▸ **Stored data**
====================

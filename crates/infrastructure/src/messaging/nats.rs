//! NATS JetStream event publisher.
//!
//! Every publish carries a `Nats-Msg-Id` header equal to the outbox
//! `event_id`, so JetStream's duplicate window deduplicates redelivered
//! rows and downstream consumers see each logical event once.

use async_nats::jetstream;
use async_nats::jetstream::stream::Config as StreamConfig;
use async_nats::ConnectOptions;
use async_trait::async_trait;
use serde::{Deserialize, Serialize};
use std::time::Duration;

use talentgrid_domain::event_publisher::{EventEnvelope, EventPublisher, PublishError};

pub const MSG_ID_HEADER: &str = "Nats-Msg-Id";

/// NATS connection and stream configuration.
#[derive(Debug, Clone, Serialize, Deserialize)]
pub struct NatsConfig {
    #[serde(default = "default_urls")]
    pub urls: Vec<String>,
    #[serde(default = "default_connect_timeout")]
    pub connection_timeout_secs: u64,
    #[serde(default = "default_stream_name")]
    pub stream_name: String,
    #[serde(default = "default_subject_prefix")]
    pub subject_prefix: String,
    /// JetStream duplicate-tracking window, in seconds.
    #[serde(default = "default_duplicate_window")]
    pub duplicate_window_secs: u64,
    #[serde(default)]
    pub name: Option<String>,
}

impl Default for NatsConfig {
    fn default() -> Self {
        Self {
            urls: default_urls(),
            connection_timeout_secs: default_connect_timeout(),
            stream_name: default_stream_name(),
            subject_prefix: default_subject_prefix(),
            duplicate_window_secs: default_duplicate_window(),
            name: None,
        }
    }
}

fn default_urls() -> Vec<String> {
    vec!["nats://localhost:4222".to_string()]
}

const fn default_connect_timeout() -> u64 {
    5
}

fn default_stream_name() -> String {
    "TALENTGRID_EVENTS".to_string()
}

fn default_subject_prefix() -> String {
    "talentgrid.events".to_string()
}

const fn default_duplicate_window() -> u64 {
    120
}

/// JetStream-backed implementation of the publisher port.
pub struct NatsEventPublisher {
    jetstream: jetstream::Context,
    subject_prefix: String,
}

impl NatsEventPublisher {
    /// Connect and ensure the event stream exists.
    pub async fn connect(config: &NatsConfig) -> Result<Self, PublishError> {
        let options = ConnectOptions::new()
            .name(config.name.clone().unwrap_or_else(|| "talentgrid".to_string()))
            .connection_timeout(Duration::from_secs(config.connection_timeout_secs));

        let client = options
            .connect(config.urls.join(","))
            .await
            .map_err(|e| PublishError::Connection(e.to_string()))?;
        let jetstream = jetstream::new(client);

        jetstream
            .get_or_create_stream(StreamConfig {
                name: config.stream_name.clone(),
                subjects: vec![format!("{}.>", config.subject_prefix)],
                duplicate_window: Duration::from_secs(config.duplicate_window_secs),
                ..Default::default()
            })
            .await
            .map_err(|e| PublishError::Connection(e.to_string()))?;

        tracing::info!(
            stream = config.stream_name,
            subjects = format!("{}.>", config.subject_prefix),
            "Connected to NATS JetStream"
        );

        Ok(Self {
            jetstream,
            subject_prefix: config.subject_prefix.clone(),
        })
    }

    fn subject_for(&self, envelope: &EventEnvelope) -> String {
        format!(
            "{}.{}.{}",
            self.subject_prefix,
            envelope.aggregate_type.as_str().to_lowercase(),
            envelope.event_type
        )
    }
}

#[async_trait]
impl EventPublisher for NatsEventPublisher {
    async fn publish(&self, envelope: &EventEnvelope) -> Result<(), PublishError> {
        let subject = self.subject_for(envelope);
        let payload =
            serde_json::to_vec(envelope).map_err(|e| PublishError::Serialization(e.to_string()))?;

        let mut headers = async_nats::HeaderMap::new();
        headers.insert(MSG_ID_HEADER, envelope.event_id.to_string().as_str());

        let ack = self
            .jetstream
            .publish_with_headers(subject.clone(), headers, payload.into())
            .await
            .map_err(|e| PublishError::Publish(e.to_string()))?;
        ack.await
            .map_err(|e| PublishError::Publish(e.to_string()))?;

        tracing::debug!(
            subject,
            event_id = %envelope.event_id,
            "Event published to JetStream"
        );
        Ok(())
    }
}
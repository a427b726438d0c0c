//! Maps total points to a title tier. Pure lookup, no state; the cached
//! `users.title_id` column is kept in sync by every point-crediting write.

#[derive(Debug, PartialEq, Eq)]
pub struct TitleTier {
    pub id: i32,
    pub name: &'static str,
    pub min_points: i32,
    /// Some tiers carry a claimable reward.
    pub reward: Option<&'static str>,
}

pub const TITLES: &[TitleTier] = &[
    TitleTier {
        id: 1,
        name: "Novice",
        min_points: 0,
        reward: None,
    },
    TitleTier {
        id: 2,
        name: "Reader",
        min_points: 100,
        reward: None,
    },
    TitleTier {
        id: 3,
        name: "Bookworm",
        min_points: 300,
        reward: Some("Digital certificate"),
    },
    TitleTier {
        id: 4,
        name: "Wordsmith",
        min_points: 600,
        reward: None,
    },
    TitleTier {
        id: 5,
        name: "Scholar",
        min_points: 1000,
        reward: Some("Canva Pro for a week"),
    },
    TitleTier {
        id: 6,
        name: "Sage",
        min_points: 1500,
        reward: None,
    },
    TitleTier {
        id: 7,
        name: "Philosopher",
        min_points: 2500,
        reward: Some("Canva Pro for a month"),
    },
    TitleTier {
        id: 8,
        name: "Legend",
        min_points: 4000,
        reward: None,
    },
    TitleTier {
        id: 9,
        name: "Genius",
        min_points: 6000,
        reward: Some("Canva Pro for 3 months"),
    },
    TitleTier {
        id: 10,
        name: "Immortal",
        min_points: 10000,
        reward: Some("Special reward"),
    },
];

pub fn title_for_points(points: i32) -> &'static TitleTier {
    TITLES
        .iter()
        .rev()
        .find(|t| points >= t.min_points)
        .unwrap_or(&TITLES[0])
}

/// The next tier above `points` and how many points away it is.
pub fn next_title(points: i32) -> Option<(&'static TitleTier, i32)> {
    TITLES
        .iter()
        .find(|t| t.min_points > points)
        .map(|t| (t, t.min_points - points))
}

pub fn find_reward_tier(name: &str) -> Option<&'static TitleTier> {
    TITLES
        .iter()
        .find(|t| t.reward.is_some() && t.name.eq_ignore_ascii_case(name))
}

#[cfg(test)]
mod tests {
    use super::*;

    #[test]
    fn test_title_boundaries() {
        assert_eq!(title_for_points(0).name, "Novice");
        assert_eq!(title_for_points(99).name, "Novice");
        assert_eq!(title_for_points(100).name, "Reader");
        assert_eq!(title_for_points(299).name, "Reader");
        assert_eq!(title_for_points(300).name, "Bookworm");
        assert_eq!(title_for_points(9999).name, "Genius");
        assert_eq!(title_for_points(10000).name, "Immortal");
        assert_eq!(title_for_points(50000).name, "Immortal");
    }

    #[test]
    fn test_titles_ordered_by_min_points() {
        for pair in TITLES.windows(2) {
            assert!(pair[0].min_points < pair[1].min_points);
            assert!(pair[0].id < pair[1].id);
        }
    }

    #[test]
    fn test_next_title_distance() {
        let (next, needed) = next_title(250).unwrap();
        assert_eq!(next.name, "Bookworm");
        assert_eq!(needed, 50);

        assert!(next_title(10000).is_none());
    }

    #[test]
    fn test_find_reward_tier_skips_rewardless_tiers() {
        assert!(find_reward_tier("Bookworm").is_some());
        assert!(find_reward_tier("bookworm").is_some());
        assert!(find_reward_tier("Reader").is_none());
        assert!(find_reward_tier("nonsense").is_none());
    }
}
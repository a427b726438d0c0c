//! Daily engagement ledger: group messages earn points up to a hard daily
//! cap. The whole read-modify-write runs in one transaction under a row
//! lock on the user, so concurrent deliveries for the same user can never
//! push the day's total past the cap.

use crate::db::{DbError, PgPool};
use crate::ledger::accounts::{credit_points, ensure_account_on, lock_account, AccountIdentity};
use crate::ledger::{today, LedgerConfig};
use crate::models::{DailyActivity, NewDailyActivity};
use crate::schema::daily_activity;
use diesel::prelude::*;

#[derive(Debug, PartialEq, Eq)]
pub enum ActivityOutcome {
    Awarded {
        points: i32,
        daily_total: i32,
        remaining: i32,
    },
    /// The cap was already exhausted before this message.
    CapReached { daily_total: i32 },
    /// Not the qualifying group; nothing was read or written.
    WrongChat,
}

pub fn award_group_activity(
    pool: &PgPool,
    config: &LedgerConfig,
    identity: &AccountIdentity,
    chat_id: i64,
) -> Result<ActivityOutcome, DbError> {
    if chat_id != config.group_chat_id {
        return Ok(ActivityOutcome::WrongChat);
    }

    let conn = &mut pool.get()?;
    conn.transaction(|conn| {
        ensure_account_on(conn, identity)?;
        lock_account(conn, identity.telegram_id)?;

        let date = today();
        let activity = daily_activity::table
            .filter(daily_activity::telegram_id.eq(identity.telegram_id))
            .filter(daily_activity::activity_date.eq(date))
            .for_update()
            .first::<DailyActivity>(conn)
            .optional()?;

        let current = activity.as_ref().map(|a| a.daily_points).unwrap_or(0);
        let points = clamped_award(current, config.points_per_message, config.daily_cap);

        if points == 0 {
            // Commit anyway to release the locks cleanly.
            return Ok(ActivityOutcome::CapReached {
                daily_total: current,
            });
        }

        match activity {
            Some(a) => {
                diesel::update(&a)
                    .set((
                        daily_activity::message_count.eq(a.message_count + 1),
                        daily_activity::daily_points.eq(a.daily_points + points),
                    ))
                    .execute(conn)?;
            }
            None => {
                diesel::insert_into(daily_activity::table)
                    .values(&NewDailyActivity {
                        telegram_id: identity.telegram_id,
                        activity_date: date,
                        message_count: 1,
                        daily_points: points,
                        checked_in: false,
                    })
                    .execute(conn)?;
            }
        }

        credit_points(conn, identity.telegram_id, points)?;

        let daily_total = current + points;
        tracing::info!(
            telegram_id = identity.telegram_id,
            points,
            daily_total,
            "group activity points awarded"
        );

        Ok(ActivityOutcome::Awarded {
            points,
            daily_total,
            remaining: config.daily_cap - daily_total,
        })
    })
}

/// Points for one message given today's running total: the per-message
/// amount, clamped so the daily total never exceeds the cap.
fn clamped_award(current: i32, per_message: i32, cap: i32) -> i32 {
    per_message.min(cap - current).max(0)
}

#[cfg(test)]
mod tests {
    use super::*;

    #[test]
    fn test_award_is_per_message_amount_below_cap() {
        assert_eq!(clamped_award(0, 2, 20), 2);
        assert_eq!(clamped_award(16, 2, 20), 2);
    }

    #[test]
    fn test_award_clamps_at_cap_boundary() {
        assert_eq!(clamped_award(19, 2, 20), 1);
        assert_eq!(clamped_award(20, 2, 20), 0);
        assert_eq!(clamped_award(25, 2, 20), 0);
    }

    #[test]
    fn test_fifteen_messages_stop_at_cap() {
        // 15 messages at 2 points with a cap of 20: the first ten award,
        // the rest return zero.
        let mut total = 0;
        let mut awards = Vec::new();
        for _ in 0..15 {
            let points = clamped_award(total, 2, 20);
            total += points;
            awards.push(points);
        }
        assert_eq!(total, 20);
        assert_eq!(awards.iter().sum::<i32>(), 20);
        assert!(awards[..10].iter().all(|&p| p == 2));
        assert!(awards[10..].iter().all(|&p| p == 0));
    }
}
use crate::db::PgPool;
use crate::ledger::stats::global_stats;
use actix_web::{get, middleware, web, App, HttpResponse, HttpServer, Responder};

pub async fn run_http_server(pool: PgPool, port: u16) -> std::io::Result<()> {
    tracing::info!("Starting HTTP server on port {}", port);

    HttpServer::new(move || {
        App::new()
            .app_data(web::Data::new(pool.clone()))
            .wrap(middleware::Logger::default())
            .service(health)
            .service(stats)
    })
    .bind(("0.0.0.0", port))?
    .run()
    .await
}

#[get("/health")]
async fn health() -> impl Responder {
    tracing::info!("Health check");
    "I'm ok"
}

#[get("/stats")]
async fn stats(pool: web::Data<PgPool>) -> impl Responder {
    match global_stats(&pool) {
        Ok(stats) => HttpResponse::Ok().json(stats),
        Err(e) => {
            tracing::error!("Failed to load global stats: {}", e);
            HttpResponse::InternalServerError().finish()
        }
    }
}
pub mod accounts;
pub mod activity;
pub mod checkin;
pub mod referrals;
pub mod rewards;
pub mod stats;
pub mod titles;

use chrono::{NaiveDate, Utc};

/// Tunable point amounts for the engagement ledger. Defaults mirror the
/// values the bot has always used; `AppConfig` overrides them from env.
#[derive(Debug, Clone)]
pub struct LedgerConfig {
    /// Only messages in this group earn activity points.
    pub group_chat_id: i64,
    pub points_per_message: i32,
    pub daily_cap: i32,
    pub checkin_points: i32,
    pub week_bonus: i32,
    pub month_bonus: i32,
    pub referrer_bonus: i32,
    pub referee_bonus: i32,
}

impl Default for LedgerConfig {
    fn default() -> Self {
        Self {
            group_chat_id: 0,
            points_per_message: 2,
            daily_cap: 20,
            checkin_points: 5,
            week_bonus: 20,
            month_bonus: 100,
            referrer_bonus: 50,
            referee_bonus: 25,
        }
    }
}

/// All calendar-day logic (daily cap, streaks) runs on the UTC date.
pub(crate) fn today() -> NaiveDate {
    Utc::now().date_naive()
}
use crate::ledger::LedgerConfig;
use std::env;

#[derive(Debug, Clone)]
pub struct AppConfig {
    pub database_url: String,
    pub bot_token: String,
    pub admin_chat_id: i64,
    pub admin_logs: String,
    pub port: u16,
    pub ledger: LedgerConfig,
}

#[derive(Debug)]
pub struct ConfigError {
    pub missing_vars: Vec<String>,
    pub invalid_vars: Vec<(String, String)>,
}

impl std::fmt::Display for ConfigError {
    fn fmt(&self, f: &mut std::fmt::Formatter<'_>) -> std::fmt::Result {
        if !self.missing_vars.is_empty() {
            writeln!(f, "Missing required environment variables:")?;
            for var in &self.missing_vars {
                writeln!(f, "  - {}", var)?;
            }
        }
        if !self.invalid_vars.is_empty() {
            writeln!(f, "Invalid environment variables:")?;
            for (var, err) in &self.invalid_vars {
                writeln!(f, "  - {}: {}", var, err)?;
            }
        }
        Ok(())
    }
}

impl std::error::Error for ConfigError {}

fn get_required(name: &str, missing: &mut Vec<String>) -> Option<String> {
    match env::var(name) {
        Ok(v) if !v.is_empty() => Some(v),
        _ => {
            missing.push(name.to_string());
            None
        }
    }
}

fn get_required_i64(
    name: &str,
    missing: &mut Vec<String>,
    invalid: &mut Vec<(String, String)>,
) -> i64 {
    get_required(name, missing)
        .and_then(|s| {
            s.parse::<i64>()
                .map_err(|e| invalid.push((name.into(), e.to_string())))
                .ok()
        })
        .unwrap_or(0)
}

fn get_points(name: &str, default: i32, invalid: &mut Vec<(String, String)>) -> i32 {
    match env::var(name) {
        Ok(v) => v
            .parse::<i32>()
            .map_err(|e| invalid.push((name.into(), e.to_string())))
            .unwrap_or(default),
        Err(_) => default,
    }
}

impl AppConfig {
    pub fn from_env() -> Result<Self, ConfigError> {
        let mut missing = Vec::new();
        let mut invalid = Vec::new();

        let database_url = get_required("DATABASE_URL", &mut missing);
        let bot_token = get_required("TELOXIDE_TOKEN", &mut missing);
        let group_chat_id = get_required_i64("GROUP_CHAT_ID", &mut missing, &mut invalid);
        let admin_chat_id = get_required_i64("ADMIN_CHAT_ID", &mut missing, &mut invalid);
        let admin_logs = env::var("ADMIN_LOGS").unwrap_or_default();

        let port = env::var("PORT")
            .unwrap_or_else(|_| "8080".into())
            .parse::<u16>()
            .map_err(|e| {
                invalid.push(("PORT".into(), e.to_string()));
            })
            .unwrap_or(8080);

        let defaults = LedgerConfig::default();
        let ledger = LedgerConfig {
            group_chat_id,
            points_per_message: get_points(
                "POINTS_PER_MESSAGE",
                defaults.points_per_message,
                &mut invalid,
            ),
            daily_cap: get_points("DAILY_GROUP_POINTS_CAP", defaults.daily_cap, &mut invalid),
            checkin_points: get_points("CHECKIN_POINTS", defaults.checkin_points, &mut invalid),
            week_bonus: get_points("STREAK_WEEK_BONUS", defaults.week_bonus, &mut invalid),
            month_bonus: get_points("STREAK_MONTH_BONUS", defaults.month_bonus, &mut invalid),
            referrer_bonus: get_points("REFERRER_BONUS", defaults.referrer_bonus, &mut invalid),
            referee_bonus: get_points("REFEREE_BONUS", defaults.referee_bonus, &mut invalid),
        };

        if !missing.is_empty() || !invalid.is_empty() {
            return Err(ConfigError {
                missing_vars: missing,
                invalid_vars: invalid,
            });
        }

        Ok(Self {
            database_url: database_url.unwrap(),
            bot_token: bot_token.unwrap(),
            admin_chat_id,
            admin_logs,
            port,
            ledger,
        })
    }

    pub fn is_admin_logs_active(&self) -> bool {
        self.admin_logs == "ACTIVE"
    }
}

====================

▸ **Work request**
Repeat verbatim the opening run of entries, ending with the line that contains "use std::time::Duration;".

▸ **Response for this exercise**
filename crates/infrastructure/src/messaging/nats.rs
//! NATS JetStream event publisher.
//!
//! Every publish carries a `Nats-Msg-Id` header equal to the outbox
//! `event_id`, so JetStream's duplicate window deduplicates redelivered
//! rows and downstream consumers see each logical event once.

use async_nats::jetstream;
use async_nats::jetstream::stream::Config as StreamConfig;
use async_nats::ConnectOptions;
use async_trait::async_trait;
use serde::{Deserialize, Serialize};
use std::time::Duration;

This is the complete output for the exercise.